Here’s what I have learned from my dogs (and demon cat). Your results may vary.

  1. Flower pots can be shattered and then double as chewing gum when mom won’t let you have the real thing. (No backyard container garden for me this year.)
  2. There’s always room for treats and eating slippers. (Apparently, the more expensive the slipper, the better it tastes.)
  3. Flossing is great, especially when you use an iPhone charging cord.
  4. Someone will fall for sad, puppy-dog eyes. You just have to find the person who wasn’t in the room when you got in trouble.
  5. The more you yowl and stir up the dogs, the faster someone will scoop out cat food.
  6. You are never too heavy, or have too bony of a butt, to be a lapdog.
  7. 100 pounds can sit on the back of my sofa without tipping it over. 120 pounds is too much.
  8. A closed dog mouth is a suspicious dog mouth.
  9. Anti-gas dog treats exist and are a nose-saver. I recommend them for daily use.
  10. (My personal favorite) Dogs will love you and still want to snuggle when you come home sick from work on a Monday and look like a zombie.
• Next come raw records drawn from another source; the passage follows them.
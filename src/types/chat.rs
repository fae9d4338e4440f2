//! Conversation transcript types and the per-turn reply payload.

use serde::{Deserialize, Deserializer, Serialize};
use serde_json::{Map, Value};

/// Speaker of a transcript entry.
#[derive(Debug, Clone, Copy, PartialEq, Eq, Hash, Serialize, Deserialize)]
#[serde(rename_all = "lowercase")]
pub enum Role {
    System,
    User,
    Assistant,
}

/// One transcript entry, in the shape chat-completion endpoints expect.
#[derive(Debug, Clone, PartialEq, Eq, Serialize, Deserialize)]
pub struct ChatMessage {
    pub role: Role,
    pub content: String,
}

impl ChatMessage {
    pub fn new(role: Role, content: impl Into<String>) -> Self {
        Self {
            role,
            content: content.into(),
        }
    }

    pub fn system(content: impl Into<String>) -> Self {
        Self::new(Role::System, content)
    }

    pub fn user(content: impl Into<String>) -> Self {
        Self::new(Role::User, content)
    }

    pub fn assistant(content: impl Into<String>) -> Self {
        Self::new(Role::Assistant, content)
    }
}

/// The partner's answer for one turn.
///
/// Parsed straight from the model's JSON object. Fields the model adds
/// beyond `response`/`score`/`reason` are kept in `extra` and serialized
/// back out flat.
#[derive(Debug, Clone, PartialEq, Serialize, Deserialize)]
pub struct ChatReply {
    #[serde(default)]
    pub response: String,
    /// Change in the partner's affection; -100 marks a rejected input.
    #[serde(default, deserialize_with = "lenient_score")]
    pub score: i64,
    #[serde(
        default,
        deserialize_with = "lenient_reason",
        skip_serializing_if = "Option::is_none"
    )]
    pub reason: Option<String>,
    #[serde(flatten)]
    pub extra: Map<String, Value>,
}

impl ChatReply {
    pub fn new(response: impl Into<String>, score: i64) -> Self {
        Self {
            response: response.into(),
            score,
            reason: None,
            extra: Map::new(),
        }
    }

    pub fn with_reason(mut self, reason: impl Into<String>) -> Self {
        self.reason = Some(reason.into());
        self
    }
}

/// Models sometimes send `"score": 10.0` or `"score": "10"`.
fn lenient_score<'de, D>(deserializer: D) -> Result<i64, D::Error>
where
    D: Deserializer<'de>,
{
    use serde::de::Error;

    match Value::deserialize(deserializer)? {
        Value::Null => Ok(0),
        Value::Number(n) => n
            .as_i64()
            .or_else(|| n.as_f64().map(|f| f.round() as i64))
            .ok_or_else(|| D::Error::custom(format!("score out of range: {n}"))),
        Value::String(s) => {
            let s = s.trim();
            s.parse::<i64>()
                .or_else(|_| s.parse::<f64>().map(|f| f.round() as i64))
                .map_err(|_| D::Error::custom(format!("score is not numeric: {s:?}")))
        }
        other => Err(D::Error::custom(format!("score has unexpected type: {other}"))),
    }
}

/// `reason` is free text, but models sometimes send a list or an object.
fn lenient_reason<'de, D>(deserializer: D) -> Result<Option<String>, D::Error>
where
    D: Deserializer<'de>,
{
    Ok(match Value::deserialize(deserializer)? {
        Value::Null => None,
        Value::String(s) => Some(s),
        Value::Array(items) => Some(
            items
                .iter()
                .map(|item| match item {
                    Value::String(s) => s.clone(),
                    other => other.to_string(),
                })
                .collect::<Vec<_>>()
                .join(", "),
        ),
        other => Some(other.to_string()),
    })
}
Haas the terrifying(ly goofy)

The movie Jurassic Park freaked me out when I was a teenager. I had nightmares that gargantuan carnivorous dinosaurs would break into my house and turn me into a midnight snack. We lived near a set of train tracks so when a train would go by and cause tremors in my water glass, I just knew that some day, I would either be crushed by a giant dino foot or coated in slobber as a massive bite was taken out of my torso. I may have had a teensy bit of unreasonable anxiety.

Or, so I thought.

Then, the Haasasaurus showed up at my house.

Haas hand

Now, those same ominous feelings of trepidation reemerge when my coffee starts to jiggle and the floor shakes. I know that there is a chance I will either experience a humongous foot crash down on my head or feel a coating of slime up the side of of my face when a dog/dinosaur hybrid tries to fit my head inside his mouth.

Haas face

Haas is a sweet boy. Mostly, he is a gentle giant who can’t jump. Most of the time, he wants to laze around in his crate or on top of one of the other dogs like a dragon guarding a horde of gold (if the horde of gold is his smallest dog brother). He loves cuddling with his person (Dad) and is the only dog I have ever met who likes to give hugs. There is no rejecting a Haas hug. Once he gets you, he won’t turn loose until you hug him back and tell him you love him.

Haas cuddles

Then, there are those times when he is a supersized terror and hauls Drake around by the collar or drags him through the soggy yard with a tug rope while giving off this weird high-pitched roar. Such noises shouldn’t come from a dog, let alone a dog of this size.

Are any of my boys normal? Eh, who cares? I love them no matter what.